• WHAT THE TASK REQUIRES: Every single record needs to be restated word for word.

• MATERIAL FOR THIS EXERCISE:
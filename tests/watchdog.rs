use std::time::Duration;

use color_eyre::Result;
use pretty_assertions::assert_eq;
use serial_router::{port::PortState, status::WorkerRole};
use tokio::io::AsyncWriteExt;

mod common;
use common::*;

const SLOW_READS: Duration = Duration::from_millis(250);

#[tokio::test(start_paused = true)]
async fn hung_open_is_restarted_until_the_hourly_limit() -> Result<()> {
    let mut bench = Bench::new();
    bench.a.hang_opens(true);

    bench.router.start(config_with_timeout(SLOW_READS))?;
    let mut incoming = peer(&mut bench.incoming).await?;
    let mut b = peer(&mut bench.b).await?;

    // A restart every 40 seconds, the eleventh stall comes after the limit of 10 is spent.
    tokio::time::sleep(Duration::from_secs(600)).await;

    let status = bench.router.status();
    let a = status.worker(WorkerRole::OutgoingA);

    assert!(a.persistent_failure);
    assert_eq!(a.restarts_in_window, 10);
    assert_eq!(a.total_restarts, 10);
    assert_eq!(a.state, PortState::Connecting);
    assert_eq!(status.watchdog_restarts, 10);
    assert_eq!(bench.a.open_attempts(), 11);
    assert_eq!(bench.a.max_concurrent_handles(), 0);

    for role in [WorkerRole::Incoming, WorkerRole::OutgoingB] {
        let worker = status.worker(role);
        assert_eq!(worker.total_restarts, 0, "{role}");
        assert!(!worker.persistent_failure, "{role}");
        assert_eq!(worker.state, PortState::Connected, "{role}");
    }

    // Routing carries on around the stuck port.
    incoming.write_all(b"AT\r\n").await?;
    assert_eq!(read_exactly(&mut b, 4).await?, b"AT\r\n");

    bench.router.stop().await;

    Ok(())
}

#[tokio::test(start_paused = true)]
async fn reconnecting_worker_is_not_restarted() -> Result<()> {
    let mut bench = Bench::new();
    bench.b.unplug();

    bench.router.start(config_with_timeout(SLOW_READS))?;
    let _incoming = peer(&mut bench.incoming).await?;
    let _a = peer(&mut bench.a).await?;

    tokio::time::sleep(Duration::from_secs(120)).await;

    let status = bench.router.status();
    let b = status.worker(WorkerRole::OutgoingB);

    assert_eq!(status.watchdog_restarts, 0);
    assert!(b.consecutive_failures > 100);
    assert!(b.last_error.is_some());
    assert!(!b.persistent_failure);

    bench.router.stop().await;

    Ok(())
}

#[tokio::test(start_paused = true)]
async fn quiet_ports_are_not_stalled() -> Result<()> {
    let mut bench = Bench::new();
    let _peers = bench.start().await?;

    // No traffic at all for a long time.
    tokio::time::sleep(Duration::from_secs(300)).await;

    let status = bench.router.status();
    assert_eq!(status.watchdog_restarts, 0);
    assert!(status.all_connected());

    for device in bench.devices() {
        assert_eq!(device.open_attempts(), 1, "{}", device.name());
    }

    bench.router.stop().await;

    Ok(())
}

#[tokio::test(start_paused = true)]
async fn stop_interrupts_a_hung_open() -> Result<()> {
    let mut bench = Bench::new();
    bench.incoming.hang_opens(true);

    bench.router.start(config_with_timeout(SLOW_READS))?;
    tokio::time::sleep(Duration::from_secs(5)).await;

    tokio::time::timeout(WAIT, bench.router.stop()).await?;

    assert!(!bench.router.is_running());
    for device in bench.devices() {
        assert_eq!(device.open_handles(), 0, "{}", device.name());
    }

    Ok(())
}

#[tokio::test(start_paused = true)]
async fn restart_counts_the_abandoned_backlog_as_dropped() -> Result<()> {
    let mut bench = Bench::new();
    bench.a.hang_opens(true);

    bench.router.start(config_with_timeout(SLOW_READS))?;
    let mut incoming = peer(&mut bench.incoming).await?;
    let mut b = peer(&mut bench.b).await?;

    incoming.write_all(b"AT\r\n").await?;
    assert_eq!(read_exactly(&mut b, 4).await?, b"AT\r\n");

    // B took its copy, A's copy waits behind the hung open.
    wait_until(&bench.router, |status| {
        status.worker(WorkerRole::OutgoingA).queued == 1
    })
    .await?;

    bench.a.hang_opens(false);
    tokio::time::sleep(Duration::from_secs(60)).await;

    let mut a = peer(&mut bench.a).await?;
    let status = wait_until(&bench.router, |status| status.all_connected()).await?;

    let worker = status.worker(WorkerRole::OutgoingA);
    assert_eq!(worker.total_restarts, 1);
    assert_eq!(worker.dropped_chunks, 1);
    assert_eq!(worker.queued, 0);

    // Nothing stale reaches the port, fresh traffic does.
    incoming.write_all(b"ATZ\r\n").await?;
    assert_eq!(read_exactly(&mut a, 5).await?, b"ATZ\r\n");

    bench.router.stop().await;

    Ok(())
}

• RESPONSE:
filename tests/watchdog.rs
use std::time::Duration;

use color_eyre::Result;
use pretty_assertions::assert_eq;
use serial_router::{port::PortState, status::WorkerRole};
use tokio::io::AsyncWriteExt;

mod common;
use common::*;

const SLOW_READS: Duration = Duration::from_millis(250);

#[tokio::test(start_paused = true)]
async fn hung_open_is_restarted_until_the_hourly_limit() -> Result<()> {
    let mut bench = Bench::new();
    bench.a.hang_opens(true);

    bench.router.start(config_with_timeout(SLOW_READS))?;
    let mut incoming = peer(&mut bench.incoming).await?;
    let mut b = peer(&mut bench.b).await?;

    // A restart every 40 seconds, the eleventh stall comes after the limit of 10 is spent.
    tokio::time::sleep(Duration::from_secs(600)).await;

    let status = bench.router.status();
    let a = status.worker(WorkerRole::OutgoingA);

    assert!(a.persistent_failure);
    assert_eq!(a.restarts_in_window, 10);
    assert_eq!(a.total_restarts, 10);
    assert_eq!(a.state, PortState::Connecting);
    assert_eq!(status.watchdog_restarts, 10);
    assert_eq!(bench.a.open_attempts(), 11);
    assert_eq!(bench.a.max_concurrent_handles(), 0);

    for role in [WorkerRole::Incoming, WorkerRole::OutgoingB] {
        let worker = status.worker(role);
        assert_eq!(worker.total_restarts, 0, "{role}");
        assert!(!worker.persistent_failure, "{role}");
        assert_eq!(worker.state, PortState::Connected, "{role}");
    }

    // Routing carries on around the stuck port.
    incoming.write_all(b"AT\r\n").await?;
    assert_eq!(read_exactly(&mut b, 4).await?, b"AT\r\n");

    bench.router.stop().await;

    Ok(())
}

#[tokio::test(start_paused = true)]
async fn reconnecting_worker_is_not_restarted() -> Result<()> {
    let mut bench = Bench::new();
    bench.b.unplug();

    bench.router.start(config_with_timeout(SLOW_READS))?;
    let _incoming = peer(&mut bench.incoming).await?;
    let _a = peer(&mut bench.a).await?;

    tokio::time::sleep(Duration::from_secs(120)).await;

    let status = bench.router.status();
    let b = status.worker(WorkerRole::OutgoingB);

    assert_eq!(status.watchdog_restarts, 0);
    assert!(b.consecutive_failures > 100);
    assert!(b.last_error.is_some());
    assert!(!b.persistent_failure);

    bench.router.stop().await;

    Ok(())
}

#[tokio::test(start_paused = true)]
async fn quiet_ports_are_not_stalled() -> Result<()> {
    let mut bench = Bench::new();
    let _peers = bench.start().await?;

    // No traffic at all for a long time.
    tokio::time::sleep(Duration::from_secs(300)).await;

    let status = bench.router.status();
    assert_eq!(status.watchdog_restarts, 0);
    assert!(status.all_connected());

    for device in bench.devices() {
        assert_eq!(device.open_attempts(), 1, "{}", device.name());
    }

    bench.router.stop().await;

    Ok(())
}

#[tokio::test(start_paused = true)]
async fn stop_interrupts_a_hung_open() -> Result<()> {
    let mut bench = Bench::new();
    bench.incoming.hang_opens(true);

    bench.router.start(config_with_timeout(SLOW_READS))?;
    tokio::time::sleep(Duration::from_secs(5)).await;

    tokio::time::timeout(WAIT, bench.router.stop()).await?;

    assert!(!bench.router.is_running());
    for device in bench.devices() {
        assert_eq!(device.open_handles(), 0, "{}", device.name());
    }

    Ok(())
}

#[tokio::test(start_paused = true)]
async fn restart_counts_the_abandoned_backlog_as_dropped() -> Result<()> {
    let mut bench = Bench::new();
    bench.a.hang_opens(true);

    bench.router.start(config_with_timeout(SLOW_READS))?;
    let mut incoming = peer(&mut bench.incoming).await?;
    let mut b = peer(&mut bench.b).await?;

    incoming.write_all(b"AT\r\n").await?;
    assert_eq!(read_exactly(&mut b, 4).await?, b"AT\r\n");

    // B took its copy, A's copy waits behind the hung open.
    wait_until(&bench.router, |status| {
        status.worker(WorkerRole::OutgoingA).queued == 1
    })
    .await?;

    bench.a.hang_opens(false);
    tokio::time::sleep(Duration::from_secs(60)).await;

    let mut a = peer(&mut bench.a).await?;
    let status = wait_until(&bench.router, |status| status.all_connected()).await?;

    let worker = status.worker(WorkerRole::OutgoingA);
    assert_eq!(worker.total_restarts, 1);
    assert_eq!(worker.dropped_chunks, 1);
    assert_eq!(worker.queued, 0);

    // Nothing stale reaches the port, fresh traffic does.
    incoming.write_all(b"ATZ\r\n").await?;
    assert_eq!(read_exactly(&mut a, 5).await?, b"ATZ\r\n");

    bench.router.stop().await;

    Ok(())
}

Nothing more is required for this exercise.